Collected data entries
◆ ◆ ◆ ◆
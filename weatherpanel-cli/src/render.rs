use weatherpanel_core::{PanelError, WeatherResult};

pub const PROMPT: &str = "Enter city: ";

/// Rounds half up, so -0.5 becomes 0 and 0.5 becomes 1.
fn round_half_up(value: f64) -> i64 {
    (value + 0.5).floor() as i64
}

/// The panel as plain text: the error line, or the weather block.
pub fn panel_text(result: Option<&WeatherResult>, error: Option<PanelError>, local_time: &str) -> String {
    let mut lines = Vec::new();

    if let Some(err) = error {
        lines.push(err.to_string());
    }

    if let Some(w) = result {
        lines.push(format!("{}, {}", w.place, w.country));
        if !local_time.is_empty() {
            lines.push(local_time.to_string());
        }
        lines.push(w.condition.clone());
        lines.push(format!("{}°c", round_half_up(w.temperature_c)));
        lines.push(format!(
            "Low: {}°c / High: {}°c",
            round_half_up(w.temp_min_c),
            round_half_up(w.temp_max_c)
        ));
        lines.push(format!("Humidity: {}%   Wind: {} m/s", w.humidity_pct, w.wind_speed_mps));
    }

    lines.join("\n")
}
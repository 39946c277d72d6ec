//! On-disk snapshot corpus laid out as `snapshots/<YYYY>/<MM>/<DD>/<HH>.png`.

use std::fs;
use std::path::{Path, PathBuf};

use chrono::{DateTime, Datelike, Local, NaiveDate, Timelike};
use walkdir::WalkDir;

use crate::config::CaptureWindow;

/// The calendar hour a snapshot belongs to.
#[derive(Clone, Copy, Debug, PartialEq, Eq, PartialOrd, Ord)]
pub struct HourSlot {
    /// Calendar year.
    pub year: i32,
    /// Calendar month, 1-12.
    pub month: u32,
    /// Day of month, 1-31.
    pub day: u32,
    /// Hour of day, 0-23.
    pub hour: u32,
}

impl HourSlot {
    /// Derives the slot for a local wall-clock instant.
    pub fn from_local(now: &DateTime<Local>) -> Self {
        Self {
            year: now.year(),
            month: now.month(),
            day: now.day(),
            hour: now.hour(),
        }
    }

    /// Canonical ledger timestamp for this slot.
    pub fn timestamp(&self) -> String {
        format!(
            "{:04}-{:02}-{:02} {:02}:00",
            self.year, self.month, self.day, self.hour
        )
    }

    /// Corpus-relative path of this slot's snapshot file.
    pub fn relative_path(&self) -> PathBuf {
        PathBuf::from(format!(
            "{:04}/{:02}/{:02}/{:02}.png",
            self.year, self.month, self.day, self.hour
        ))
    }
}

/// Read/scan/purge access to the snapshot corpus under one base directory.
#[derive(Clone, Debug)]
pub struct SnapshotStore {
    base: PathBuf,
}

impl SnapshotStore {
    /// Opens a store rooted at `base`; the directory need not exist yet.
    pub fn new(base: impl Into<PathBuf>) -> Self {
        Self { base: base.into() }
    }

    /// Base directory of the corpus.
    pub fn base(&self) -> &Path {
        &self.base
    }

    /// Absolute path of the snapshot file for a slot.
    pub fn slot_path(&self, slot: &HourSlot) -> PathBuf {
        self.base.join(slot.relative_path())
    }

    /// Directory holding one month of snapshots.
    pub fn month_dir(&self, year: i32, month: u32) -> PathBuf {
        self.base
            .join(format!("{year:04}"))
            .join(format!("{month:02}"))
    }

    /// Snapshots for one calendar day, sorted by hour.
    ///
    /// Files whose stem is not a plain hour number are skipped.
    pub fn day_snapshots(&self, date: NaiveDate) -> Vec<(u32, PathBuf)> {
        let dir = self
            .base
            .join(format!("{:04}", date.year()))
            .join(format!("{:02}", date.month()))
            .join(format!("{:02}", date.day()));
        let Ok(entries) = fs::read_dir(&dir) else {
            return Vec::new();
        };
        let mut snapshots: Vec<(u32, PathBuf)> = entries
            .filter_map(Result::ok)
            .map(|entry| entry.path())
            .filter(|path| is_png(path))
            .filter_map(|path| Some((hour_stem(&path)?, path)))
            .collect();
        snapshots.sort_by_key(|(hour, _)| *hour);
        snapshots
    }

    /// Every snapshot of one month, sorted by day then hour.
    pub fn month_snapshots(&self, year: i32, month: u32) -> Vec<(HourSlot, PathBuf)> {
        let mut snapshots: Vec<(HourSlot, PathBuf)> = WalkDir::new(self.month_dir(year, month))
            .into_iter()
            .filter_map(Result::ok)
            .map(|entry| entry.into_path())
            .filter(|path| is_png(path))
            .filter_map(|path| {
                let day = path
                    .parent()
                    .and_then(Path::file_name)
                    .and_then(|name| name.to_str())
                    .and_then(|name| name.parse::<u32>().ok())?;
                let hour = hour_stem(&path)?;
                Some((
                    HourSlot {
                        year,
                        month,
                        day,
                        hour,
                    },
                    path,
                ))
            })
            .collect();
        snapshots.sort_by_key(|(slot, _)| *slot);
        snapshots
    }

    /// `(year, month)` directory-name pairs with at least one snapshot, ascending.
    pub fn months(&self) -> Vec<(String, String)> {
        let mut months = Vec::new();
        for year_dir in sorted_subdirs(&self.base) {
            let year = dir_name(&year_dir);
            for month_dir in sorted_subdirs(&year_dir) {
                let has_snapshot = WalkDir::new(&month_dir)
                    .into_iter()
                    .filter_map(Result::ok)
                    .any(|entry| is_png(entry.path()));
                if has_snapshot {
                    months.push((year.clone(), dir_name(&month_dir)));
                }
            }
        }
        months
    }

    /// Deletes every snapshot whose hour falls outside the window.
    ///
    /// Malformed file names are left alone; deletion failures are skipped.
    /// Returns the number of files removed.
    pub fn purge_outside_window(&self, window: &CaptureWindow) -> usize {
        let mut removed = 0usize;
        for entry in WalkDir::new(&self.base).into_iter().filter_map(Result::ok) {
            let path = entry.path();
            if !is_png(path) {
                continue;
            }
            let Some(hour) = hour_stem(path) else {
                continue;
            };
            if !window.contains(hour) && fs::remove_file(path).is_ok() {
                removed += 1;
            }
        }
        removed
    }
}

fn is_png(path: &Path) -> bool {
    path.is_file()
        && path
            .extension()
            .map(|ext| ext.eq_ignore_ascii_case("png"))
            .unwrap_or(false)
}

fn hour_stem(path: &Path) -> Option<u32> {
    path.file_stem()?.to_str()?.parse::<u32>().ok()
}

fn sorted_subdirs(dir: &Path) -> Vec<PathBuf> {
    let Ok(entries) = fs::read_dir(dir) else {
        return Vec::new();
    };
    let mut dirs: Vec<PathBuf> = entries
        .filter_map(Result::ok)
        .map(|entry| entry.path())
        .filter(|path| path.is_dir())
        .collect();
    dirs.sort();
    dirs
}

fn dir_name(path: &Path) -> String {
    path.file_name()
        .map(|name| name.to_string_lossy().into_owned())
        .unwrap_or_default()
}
◆ ◆ ◆ ◆
List every line above that contains the word "Option".

▶ [Answer space]:
pub fn panel_text(result: Option<&WeatherResult>, error: Option<PanelError>, local_time: &str) -> String {
fn hour_stem(path: &Path) -> Option<u32> {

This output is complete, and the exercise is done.